Overblog
Editer l'article Suivre ce blog Administration + Créer mon blog
Musiques contemporaines XX & XXI

Chroniques de concerts,de festivals, d'événements, de livres, de disques et de DVD.

Au détour du chemin, l’incandescence prend forme. Heiner Goebbels et Hugues Dufourt illuminent Musica.

Jeudi 25 septembre ouverture du Festival Musica à Strasbourg

Heiner Goebbels, Stifter Dinge au Théâtre Hautepierre  à 18 h 30

Hugues Dufourt, Burning bright par l'Ensemble les Percussions de Strasbourg au TNS à 20 h 30

Sifter Dinges de Heiner Goebbels n’a pas pris une ride, sept ans plus tard la magie reste intacte. L’œuvre commence alors que l’équipe technique du théâtre finit l’installation du dispositif. Des sonorités menaçantes enveloppent la salle, le noir se fait, une voix d’outre-monde s’adresse à nous.  Est-ce Adalbert Stifter ? Au « détour d’un chemin » apparait une chose énigmatique, laissée en suspend. La voix de l’ethnologue Claude Lévi-Strauss surgis, elle évoque un monde sans secret, un monde sans terre vierge, un monde où l’aventure n’aurait plus sens. Un musique au piano mécanique, très « gouldienne » venant d’un temps lointain, mais toujours ces sonorités électroniques obsédantes. La machine, la bête, la chose, se rapproche des spectateurs puis se retire laissant un lac gargouillant, digne de l’Enfer de Dante, puis la mort. Cette installation sonore finira très certainement ses jours dans un musée d’art contemporain. Elle a la puissance des sculptures machiniques et musicales de Jean Tinguely.
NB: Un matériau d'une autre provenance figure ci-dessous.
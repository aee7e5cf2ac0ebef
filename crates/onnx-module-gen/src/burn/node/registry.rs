use std::collections::HashMap;

use super::{GatherCodegen, MaxCodegen, OpCodegen, ReduceSumCodegen};
use crate::{Error, Result};

/// Generators by ONNX operator type.
#[derive(Debug)]
pub struct CodegenRegistry {
    generators: HashMap<&'static str, Box<dyn OpCodegen>>,
}

impl Default for CodegenRegistry {
    fn default() -> Self {
        let mut registry = Self::empty();
        registry.register(GatherCodegen);
        registry.register(MaxCodegen);
        registry.register(ReduceSumCodegen);
        registry
    }
}

impl CodegenRegistry {
    /// A registry without any generator.
    pub fn empty() -> Self {
        Self {
            generators: HashMap::new(),
        }
    }

    /// Add a generator, replacing the one registered for the same operator type.
    pub fn register<G: OpCodegen + 'static>(&mut self, generator: G) {
        self.generators.insert(generator.op_type(), Box::new(generator));
    }

    /// The generator of `op_type`.
    pub fn get(&self, op_type: &str) -> Result<&dyn OpCodegen> {
        self.generators
            .get(op_type)
            .map(|generator| generator.as_ref())
            .ok_or_else(|| Error::UnsupportedOperator(op_type.to_string()))
    }

    /// Supported operator types, sorted.
    pub fn op_types(&self) -> Vec<&'static str> {
        let mut op_types: Vec<_> = self.generators.keys().copied().collect();
        op_types.sort_unstable();
        op_types
    }
}
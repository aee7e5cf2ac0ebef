#![warn(missing_docs)]

//! `onnx-module-gen` generates the source of a [Burn](https://burn.dev) module from an ONNX graph.
//!
//! Every node is translated by the generator registered for its operator type. `Gather` nodes
//! named in the embedding configuration become `Embedding` layers, and initializers read by the
//! forward pass become constant fields of the module.

#[macro_use]
extern crate derive_new;

/// Code generation targeting the Burn API.
#[allow(missing_docs)]
pub mod burn;
pub mod config;

mod error;
mod to_burn;

pub use config::{EmbeddingConfig, EmbeddingConfigs};
pub use error::*;
pub use to_burn::{generate_module, ModuleGen};
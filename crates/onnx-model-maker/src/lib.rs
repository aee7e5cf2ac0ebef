#![warn(missing_docs)]
#![allow(clippy::upper_case_acronyms)]

//! `onnx-model-maker` builds ONNX models from Rust. A [GraphBuilder](builder::GraphBuilder)
//! checks every node against its operator schema before adding it, and [BindingGen] generates
//! one typed function per operator schema version on top of it, plus a dispatch function per
//! operator resolving the version at the opset of the graph.

/// The graph under construction the generated bindings drive.
pub mod builder;

/// Operator schemas and their registry.
pub mod schema;

mod codegen;
mod error;

pub use codegen::{generate, BindingGen, GeneratedFile, HEADER};
pub use error::*;
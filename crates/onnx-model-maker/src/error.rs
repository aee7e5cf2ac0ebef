/// Errors raised while building graphs or generating bindings.
#[derive(thiserror::Error, Debug)]
pub enum Error {
    /// An argument is not one of the recognised input shapes, or is malformed.
    #[error("Invalid input: {0}")]
    InvalidInput(String),

    /// The node failed the structural check against its schema. Holds the checker's diagnostic.
    #[error("{0}")]
    SchemaValidation(String),

    /// A graph output declaration received an argument it cannot declare.
    #[error("Unsupported graph output: {0}")]
    UnsupportedOutput(String),

    /// No schema matches the requested operator and version.
    #[error("No schema for operator '{name}' (domain '{domain}') at opset version {version}")]
    UnknownSchema {
        /// Operator name.
        name: String,
        /// Operator domain.
        domain: String,
        /// Requested version.
        version: i64,
    },

    /// IO error.
    #[error("IO error: {0}")]
    Io(#[from] std::io::Error),

    /// The schema catalogue is not valid JSON.
    #[error("JSON error: {0}")]
    Json(#[from] serde_json::Error),

    /// The model could not be serialized.
    #[error("Protobuf error: {0}")]
    Protobuf(#[from] protobuf::Error),

    /// Generated tokens could not be rendered to source.
    #[error("Formatting error: {0}")]
    Format(#[from] rust_format::Error),
}

impl Error {
    /// No schema of `name` in `domain` at `version`.
    pub fn unknown_schema(name: &str, domain: &str, version: i64) -> Self {
        Error::UnknownSchema {
            name: name.to_string(),
            domain: domain.to_string(),
            version,
        }
    }
}

/// Result type of this crate.
pub type Result<T> = core::result::Result<T, Error>;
L’œuvre est dans la filiation du film expérimental le Ballet mécanique de Dudley Murphy et Fernand Léger à partir de la musique de George Antheil.

Un autre spectacle nous attend, on ne pouvait donc pas trainer trop longtemps dans le quartier Hautepierre en pleine rénovation illustrant, on ne peut mieux, la tristesse urbaine où le chômage fait des ravages dans les familles. À deux pas du théâtre, véritable caverne d’Ali Baba, le centre commercial lumineux et bien achalandé sous la haute surveillance des « debout-payés » faisait contraste avec l’anonymat extérieur. Manifestement, le réel résiste aux politiques.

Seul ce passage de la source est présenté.